Building a Customized MS Office 2007 Install CD

Over the past month I’ve done 3 or 4 installations of Microsoft Office 2007 on different machines and have become increasingly frustrated with all of the tedious, manual steps that are required:

I’ve gone through this so many times now that I’m pretty good at doing it quickly but there is still a lot of clicking and waiting for the next prompt. I finally decided to see what it takes to automate this whole process. Turns out that it’s pretty simple.

Copy CD to Hard Disk

The customization process requires that a bunch of files be added to the MS Office installation CD. I copied the entire contents of my existing MS Office CD to my hard disk – this will serve as the starting point of my new disc image.

 Office2007 (2)

Run Office Customization Tool

From the copy of the installation disc that you just created, open a command prompt and run the following:

setup.exe /admin

This will launch the Office Customization Tool which allows you to specify answers to all of the prompts that you see as part of a typical Office installation.

Office Customization Tool

There are a lot of options that you can specify with the customization tool, but I’ll just walk you through the few that I’ve used for my custom install.

OCT - Licensing Screen

On the “Licensing and user interface” screen, I specified my product key and checked the box acknowledging that I’ve accepted the terms of the license agreement. Additionally, I changed the display level to “Basic” which means that I want to see the welcome screen and installation progress bar, but don’t want to be prompted for any installation options.

OCT - Feature screen

On the “Set feature installations states” screen is where I select which productions/options I want installed. I typically don’t install Access, Publisher or InfoPath and skip most of the Office Tools and Shared Features options. I suspect that most people simply go with the default installation options, but I’m pretty anal about installing only those parts of Office that I actually use.

OCT - Outlook profile screen

On the “Outlook profile” screen, I’ve selected the “Modify Profile” radio button to indicate that I’d like a new Outlook profile to be created at installation time.

OCT - Exchange settings screen

On the “Specify Exchange Server settings” screen I’ve provided my user name as well as the hostname of my Exchange server.
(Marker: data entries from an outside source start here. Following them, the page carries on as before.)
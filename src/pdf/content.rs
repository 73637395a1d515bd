//! Content stream generation.
//!
//! Turns [`Element`](crate::elements::Element) values into PDF content
//! stream operators. Images cannot be painted inline; each placement is
//! recorded as a [`PendingImage`] that the writer registers as an
//! XObject in the page's resource dictionary.

use crate::elements::{
    CellAlign, CellElement, Color, Element, FontStyle, ImageElement, PaintMode, PathElement,
    PathOp, TableElement, TextElement,
};
use crate::geometry::{Point, Rect};
use crate::pdf::image::ImageData;

/// An image placement awaiting XObject registration.
#[derive(Debug, Clone)]
pub struct PendingImage {
    pub image: ImageData,
    /// Resource name used in the `Do` operator, e.g. `Im0`
    pub resource_id: String,
}

/// Builds one page's content stream.
#[derive(Debug, Default)]
pub struct ContentStreamBuilder {
    ops: String,
    current_font: Option<(FontStyle, u32)>,
    pending_images: Vec<PendingImage>,
}

impl ContentStreamBuilder {
    pub fn new() -> Self {
        Self::default()
    }

    /// Append one element's operators.
    pub fn add_element(&mut self, element: &Element) {
        match element {
            Element::Text(text) => self.add_text(text),
            Element::Path(path) => self.add_path(path),
            Element::Image(image) => self.add_image(image),
            Element::Table(table) => self.add_table(table),
        }
    }

    /// Finish the stream, yielding the operator bytes and the images
    /// that must be registered on the page.
    pub fn finish(self) -> (Vec<u8>, Vec<PendingImage>) {
        (self.ops.into_bytes(), self.pending_images)
    }

    fn add_text(&mut self, text: &TextElement) {
        self.set_fill_color(text.color);
        self.ops.push_str("BT\n");
        self.set_font(text.font, text.size);
        self.push_op(&[text.x, text.y], "Td");
        self.ops.push('(');
        for ch in text.text.chars() {
            // WinAnsiEncoding covers Latin-1; anything outside degrades
            // to a question mark rather than corrupting the stream.
            let byte = if (ch as u32) <= 0xFF { ch as u32 as u8 } else { b'?' };
            match byte {
                b'(' | b')' | b'\\' => {
                    self.ops.push('\\');
                    self.ops.push(byte as char);
                },
                0x20..=0x7E => self.ops.push(byte as char),
                _ => {
                    self.ops.push_str(&format!("\\{:03o}", byte));
                },
            }
        }
        self.ops.push_str(") Tj\nET\n");
    }

    fn add_path(&mut self, path: &PathElement) {
        self.ops.push_str("q\n");
        match path.mode {
            PaintMode::Stroke => {
                self.set_stroke_state(path);
            },
            PaintMode::Fill => {
                self.set_fill_color(path.fill_color);
            },
            PaintMode::FillStroke => {
                self.set_stroke_state(path);
                self.set_fill_color(path.fill_color);
            },
        }
        for op in &path.ops {
            match op {
                PathOp::MoveTo(p) => self.push_op(&[p.x, p.y], "m"),
                PathOp::LineTo(p) => self.push_op(&[p.x, p.y], "l"),
                PathOp::CurveTo(c1, c2, end) => {
                    self.push_op(&[c1.x, c1.y, c2.x, c2.y, end.x, end.y], "c")
                },
                PathOp::Rect(r) => self.push_op(&[r.x, r.y, r.width, r.height], "re"),
                PathOp::Close => self.ops.push_str("h\n"),
            }
        }
        self.ops.push_str(match path.mode {
            PaintMode::Stroke => "S\n",
            PaintMode::Fill => "f\n",
            PaintMode::FillStroke => "B\n",
        });
        self.ops.push_str("Q\n");
        // Graphics state was restored; the font dedup cache survives Q
        // but color state assumptions do not matter since every painter
        // sets its own color first.
        self.current_font = None;
    }

    fn add_image(&mut self, image: &ImageElement) {
        let resource_id = format!("Im{}", self.pending_images.len());
        let r = image.rect;
        self.ops.push_str("q\n");
        self.push_op(&[r.width, 0.0, 0.0, r.height, r.x, r.y], "cm");
        self.ops.push_str(&format!("/{} Do\nQ\n", resource_id));
        self.pending_images.push(PendingImage {
            image: image.image.clone(),
            resource_id,
        });
    }

    fn add_table(&mut self, table: &TableElement) {
        let style = &table.style;
        let widths = table.absolute_widths();
        let top = table.rect.top();
        let left = table.rect.x;
        let total_width: f64 = widths.iter().sum();
        let total_height = table.height();

        // Backgrounds first, then text, then the grid on top.
        let mut row_top = top;
        for (row_index, cells) in std::iter::once(&table.header)
            .chain(table.rows.iter().map(|r| &r.cells))
            .enumerate()
        {
            let is_header = row_index == 0;
            let mut x = left;
            for (cell, width) in cells.iter().zip(&widths) {
                let background = cell
                    .background
                    .or(if is_header { Some(style.header_background) } else { None });
                if let Some(color) = background {
                    self.add_path(&PathElement::rect(
                        Rect::new(x, row_top - style.row_height, *width, style.row_height),
                        Some(color),
                        None,
                    ));
                }
                x += width;
            }
            row_top -= style.row_height;
        }

        let mut row_top = top;
        for (row_index, cells) in std::iter::once(&table.header)
            .chain(table.rows.iter().map(|r| &r.cells))
            .enumerate()
        {
            let is_header = row_index == 0;
            let size = if is_header { style.header_font_size } else { style.font_size };
            let baseline = row_top - style.row_height / 2.0 - size * 0.35;
            let mut x = left;
            for (cell, width) in cells.iter().zip(&widths) {
                self.add_cell_text(cell, x, baseline, *width, size, style.cell_padding, is_header);
                x += width;
            }
            row_top -= style.row_height;
        }

        self.add_grid(left, top, &widths, total_width, total_height, table);
    }

    fn add_cell_text(
        &mut self,
        cell: &CellElement,
        x: f64,
        baseline: f64,
        width: f64,
        size: f64,
        padding: f64,
        is_header: bool,
    ) {
        if cell.text.is_empty() {
            return;
        }
        let font = if is_header && cell.font == FontStyle::Regular {
            FontStyle::Bold
        } else {
            cell.font
        };
        let text_width = size * 0.5 * cell.text.chars().count() as f64;
        let text_x = match cell.align {
            CellAlign::Left => x + padding,
            CellAlign::Center => x + (width - text_width) / 2.0,
            CellAlign::Right => x + width - padding - text_width,
        };
        self.add_text(&TextElement {
            text: cell.text.clone(),
            x: text_x,
            y: baseline,
            font,
            size,
            color: cell.color,
        });
    }

    fn add_grid(
        &mut self,
        left: f64,
        top: f64,
        widths: &[f64],
        total_width: f64,
        total_height: f64,
        table: &TableElement,
    ) {
        let style = &table.style;
        let rows = table.rows.len() + 1;
        for i in 0..=rows {
            let y = top - i as f64 * style.row_height;
            self.add_path(&PathElement::line(
                Point::new(left, y),
                Point::new(left + total_width, y),
                style.border_color,
                style.border_width,
            ));
        }
        let mut x = left;
        for width in std::iter::once(&0.0).chain(widths.iter()) {
            x += width;
            self.add_path(&PathElement::line(
                Point::new(x, top),
                Point::new(x, top - total_height),
                style.border_color,
                style.border_width,
            ));
        }
    }

    fn set_font(&mut self, font: FontStyle, size: f64) {
        let key = (font, (size * 100.0) as u32);
        if self.current_font != Some(key) {
            self.ops
                .push_str(&format!("/{} {} Tf\n", font.resource_name(), num(size)));
            self.current_font = Some(key);
        }
    }

    fn set_fill_color(&mut self, color: Color) {
        self.push_op(&[color.r as f64, color.g as f64, color.b as f64], "rg");
    }

    fn set_stroke_state(&mut self, path: &PathElement) {
        let c = path.stroke_color;
        self.push_op(&[c.r as f64, c.g as f64, c.b as f64], "RG");
        self.push_op(&[path.line_width], "w");
        match &path.dash {
            Some((pattern, phase)) => {
                let joined: Vec<String> = pattern.iter().map(|v| num(*v)).collect();
                self.ops
                    .push_str(&format!("[{}] {} d\n", joined.join(" "), num(*phase)));
            },
            None => self.ops.push_str("[] 0 d\n"),
        }
    }

    fn push_op(&mut self, operands: &[f64], operator: &str) {
        for v in operands {
            self.ops.push_str(&num(*v));
            self.ops.push(' ');
        }
        self.ops.push_str(operator);
        self.ops.push('\n');
    }
}

/// Format a number for a content stream, trimming trailing zeros.
fn num(value: f64) -> String {
    let mut s = format!("{:.3}", value);
    while s.ends_with('0') {
        s.pop();
    }
    if s.ends_with('.') {
        s.pop();
    }
    s
}

#[cfg(test)]
mod tests {
    use super::*;
    use crate::elements::RowElement;

    fn stream_of(element: Element) -> String {
        let mut builder = ContentStreamBuilder::new();
        builder.add_element(&element);
        let (bytes, _) = builder.finish();
        String::from_utf8(bytes).unwrap()
    }

    #[test]
    fn test_num_trims() {
        assert_eq!(num(1.5), "1.5");
        assert_eq!(num(2.0), "2");
        assert_eq!(num(0.125), "0.125");
    }

    #[test]
    fn test_text_block() {
        let stream = stream_of(
            TextElement::new("Hi (there)", 10.0, 20.0, 12.0)
                .font(FontStyle::Bold)
                .into(),
        );
        assert!(stream.contains("BT"));
        assert!(stream.contains("/HelveticaBold 12 Tf"));
        assert!(stream.contains("10 20 Td"));
        assert!(stream.contains("(Hi \\(there\\)) Tj"));
        assert!(stream.contains("ET"));
    }

    #[test]
    fn test_non_latin_degrades_to_question_mark() {
        let stream = stream_of(TextElement::new("a\u{20B9}b", 0.0, 0.0, 10.0).into());
        assert!(stream.contains("(a?b) Tj"));
    }

    #[test]
    fn test_stroked_path() {
        let stream = stream_of(
            PathElement::line(Point::new(0.0, 0.0), Point::new(5.0, 5.0), Color::BLACK, 2.0)
                .dashed(vec![3.0, 2.0], 0.0)
                .into(),
        );
        assert!(stream.contains("2 w"));
        assert!(stream.contains("[3 2] 0 d"));
        assert!(stream.contains("0 0 m"));
        assert!(stream.contains("5 5 l"));
        assert!(stream.ends_with("Q\n"));
        assert!(stream.contains("S\n"));
    }

    #[test]
    fn test_image_records_pending() {
        let image = ImageData {
            width: 2,
            height: 2,
            color_space: "DeviceRGB",
            bits_per_component: 8,
            filter: "FlateDecode",
            data: vec![0, 1, 2],
            soft_mask: None,
        };
        let mut builder = ContentStreamBuilder::new();
        builder.add_element(
            &ImageElement {
                image,
                rect: Rect::new(10.0, 20.0, 100.0, 50.0),
            }
            .into(),
        );
        let (bytes, pending) = builder.finish();
        let stream = String::from_utf8(bytes).unwrap();
        assert!(stream.contains("100 0 0 50 10 20 cm"));
        assert!(stream.contains("/Im0 Do"));
        assert_eq!(pending.len(), 1);
        assert_eq!(pending[0].resource_id, "Im0");
    }

    #[test]
    fn test_table_paints_header_and_grid() {
        let mut table = TableElement::new(
            Rect::new(0.0, 0.0, 100.0, 40.0),
            vec![0.5, 0.5],
            vec![CellElement::new("Name"), CellElement::new("Value")],
        );
        table.push_row(RowElement::new(vec![
            CellElement::new("Cash"),
            CellElement::new("100").align(CellAlign::Right),
        ]));
        let stream = stream_of(table.into());
        // Header text defaults to bold, data stays regular.
        assert!(stream.contains("/HelveticaBold"));
        assert!(stream.contains("(Cash) Tj"));
        // Grid: 3 horizontal + 3 vertical strokes.
        assert_eq!(stream.matches(" re\n").count(), 2); // two header backgrounds
        assert_eq!(stream.matches("S\n").count(), 6);
    }
}
//! CSV to table loading.

use crate::error::{Error, Result};
use crate::table::Table;
use std::path::Path;

/// Load a CSV file into a [`Table`].
///
/// The first record is the header; empty header cells receive positional
/// `Unnamed: N` names. Ragged rows are accepted because report exports
/// widen mid-file when an un-headered section begins.
pub fn load_table(path: impl AsRef<Path>, name: &str) -> Result<Table> {
    let mut reader = csv::ReaderBuilder::new()
        .has_headers(false)
        .flexible(true)
        .from_path(path.as_ref())?;

    let mut records = reader.records();
    let header: Vec<String> = match records.next() {
        Some(record) => record?.iter().map(|s| s.to_string()).collect(),
        None => return Err(Error::EmptyTable(name.to_string())),
    };

    let mut rows: Vec<Vec<String>> = Vec::new();
    for record in records {
        rows.push(record?.iter().map(|s| s.to_string()).collect());
    }

    Ok(Table::new(name, header, rows))
}

#[cfg(test)]
mod tests {
    use super::*;
    use std::io::Write;

    fn write_csv(contents: &str) -> tempfile::NamedTempFile {
        let mut file = tempfile::Builder::new().suffix(".csv").tempfile().unwrap();
        file.write_all(contents.as_bytes()).unwrap();
        file
    }

    #[test]
    fn test_load_table_with_header() {
        let file = write_csv("Name,Value\nCash,100\nDebt,200\n");
        let table = load_table(file.path(), "Portfolio Value").unwrap();
        assert_eq!(table.columns(), &["Name", "Value"]);
        assert_eq!(table.row_count(), 2);
        assert_eq!(table.cell(1, 0), "Debt");
    }

    #[test]
    fn test_load_ragged_rows() {
        let file = write_csv("A,B\nx\ny,1,2,3\n");
        let table = load_table(file.path(), "t").unwrap();
        assert_eq!(table.columns().len(), 4);
        assert_eq!(table.cell(0, 1), "");
        assert_eq!(table.cell(1, 3), "3");
    }

    #[test]
    fn test_empty_file_is_an_error() {
        let file = write_csv("");
        assert!(matches!(load_table(file.path(), "t"), Err(Error::EmptyTable(_))));
    }
}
If you click the “More Settings…” button you can set-up Exchange proxy settings and all of the other options that you’d typically see when running Outlook for the first time.

Once you’ve completed all of your customizations, you can select File –> Save to save your newly-created .msp file. It doesn’t matter what you name the file (I called mine BDCustomizations.msp) but you’ll want to save the file to the \Updates directory that you copied from the original installation media. When the setup program is executed it knows to look in this \Updates directory and apply all of the .msp files that it finds there.

Download and Extract SP2

By copying the .msp files for the Office Service Pack 2 to the \Updates directory we can have the setup program apply SP2 at the same time that it applies our other customizations. To get the SP2 .msp files you simply need to download the stand-alone SP2 installer and use the following command:

office2007sp2-kb953195-fullfile-en-us.exe /extract:c:\Office2007\Updates

Obviously, you’ll need to alter the path specified after the /extract: flag to point to the actual location of your \Updates directory.

You can use this same /extract: flag with most of the Office updates and add-ins. I install the “Save as PDF or XPS” add-in in the same way.

Burn Updated Installation Image Back to DVD

Once you’ve completed the steps above, you should find that your \Updates directory now looks something like this.

Updates

Burning to disc is actually optional – you could take your installation directory structure and copy it off to a network share at this point and it would work just fine. In my case, I wanted to burn the new image back to an optical disc. With all of the SP2 files included, the image no longer fits on a CD so I burned it to a DVD instead.

There are no special requirements for this step – simply use your program-of-choice to burn all of the installation files (everything you copied off of the original disc plus all the new additions to the \Updates folder) to a blank disc.

The next time that you need to do an Office 2007 installation, simply insert your disc, and run setup.exe – all of your customizations, updates and add-ins will be automatically applied.

October 27, 2009 • Posted in: tech

4 Responses to “Building a Customized MS Office 2007 Install CD”

  1. John Berlet - April 29th, 2010

    Brian – great post – does this only work with the Enterprise version of Office 2007? Haven’t seen you post in awhile – too many projects? Take care!

    John

  2. Brian - April 29th, 2010

    John, I haven’t tested it myself, but I’m fairly certain that this will work with any version of Office. Guess I need to test it with Office 2010 now.

  3. Roger Woodley - April 30th, 2010

    Thanks for this great writeup – I work with John and he sent me this link. I just used OCT to create a great, fast installer for our company (it just finished installing on one computer, and the other’s at 80%).

  4. Brian - May 1st, 2010

    Roger, I’m glad you found the instructions useful. It’s always nice to hear that someone actually found this helpful.